TASK TO COMPLETE
Each line of the data below holding the word "quantity" must be copied.

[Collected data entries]
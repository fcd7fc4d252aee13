#![allow(dead_code)]

use std::sync::Arc;

use axum::{
    body::{self, Body},
    http::{Method, Request},
    response::Response,
    Router,
};
use inventory_api::{
    config::AppConfig,
    db,
    entities::product::{Model as Product, NewProduct},
    repositories::{ProductRepository, ProductStore},
    AppState,
};
use serde_json::Value;
use tempfile::TempDir;
use tower::ServiceExt;

/// Helper harness for spinning up the application against a throwaway SQLite file.
pub struct TestApp {
    router: Router,
    pub state: AppState,
    pub store: Arc<ProductRepository>,
    _db_dir: TempDir,
}

impl TestApp {
    /// Construct a new test application with fresh database state.
    pub async fn new() -> Self {
        let db_dir = TempDir::new().expect("failed to create temp dir");
        let db_path = db_dir.path().join("inventory_test.db");

        let mut cfg = AppConfig::new(
            format!("sqlite://{}?mode=rwc", db_path.display()),
            "127.0.0.1".to_string(),
            18_080,
            "test".to_string(),
        );
        cfg.db_max_connections = 1;
        cfg.db_min_connections = 1;

        let pool = db::establish_connection_from_app_config(&cfg)
            .await
            .expect("failed to create test database");
        db::run_migrations(&pool)
            .await
            .expect("failed to run migrations in tests");

        let store = Arc::new(ProductRepository::new(Arc::new(pool)));
        let state = AppState::new(cfg, store.clone());
        let router = inventory_api::app_router(state.clone()).expect("failed to build router");

        Self {
            router,
            state,
            store,
            _db_dir: db_dir,
        }
    }

    /// Sends a request with an optional JSON body through the router.
    pub async fn request(&self, method: Method, uri: &str, body: Option<Value>) -> Response {
        let body = body.map(|json| serde_json::to_vec(&json).expect("failed to serialize json request body"));
        self.request_raw(method, uri, body).await
    }

    /// Sends raw bytes as a JSON request body, for exercising malformed payloads.
    pub async fn request_raw(&self, method: Method, uri: &str, body: Option<Vec<u8>>) -> Response {
        let mut builder = Request::builder().method(method).uri(uri);

        let body = if let Some(bytes) = body {
            builder = builder.header("content-type", "application/json");
            Body::from(bytes)
        } else {
            Body::empty()
        };

        let request = builder.body(body).expect("failed to build request");
        self.router
            .clone()
            .oneshot(request)
            .await
            .expect("router error during test request")
    }

    /// Inserts a product directly through the store.
    pub async fn seed_product(&self, name: &str, description: Option<&str>, quantity: i32) -> Product {
        self.store
            .insert(NewProduct {
                name: name.to_string(),
                description: description.map(str::to_string),
                quantity,
            })
            .await
            .expect("failed to seed product")
    }
}

pub async fn response_json(response: Response) -> Value {
    let bytes = body::to_bytes(response.into_body(), usize::MAX)
        .await
        .expect("response body bytes");
    serde_json::from_slice(&bytes).expect("json response")
}

pub async fn response_text(response: Response) -> String {
    let bytes = body::to_bytes(response.into_body(), usize::MAX)
        .await
        .expect("response body bytes");
    String::from_utf8(bytes.to_vec()).expect("utf8 response")
}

WRITTEN SOLUTION
    pub async fn seed_product(&self, name: &str, description: Option<&str>, quantity: i32) -> Product {
                quantity,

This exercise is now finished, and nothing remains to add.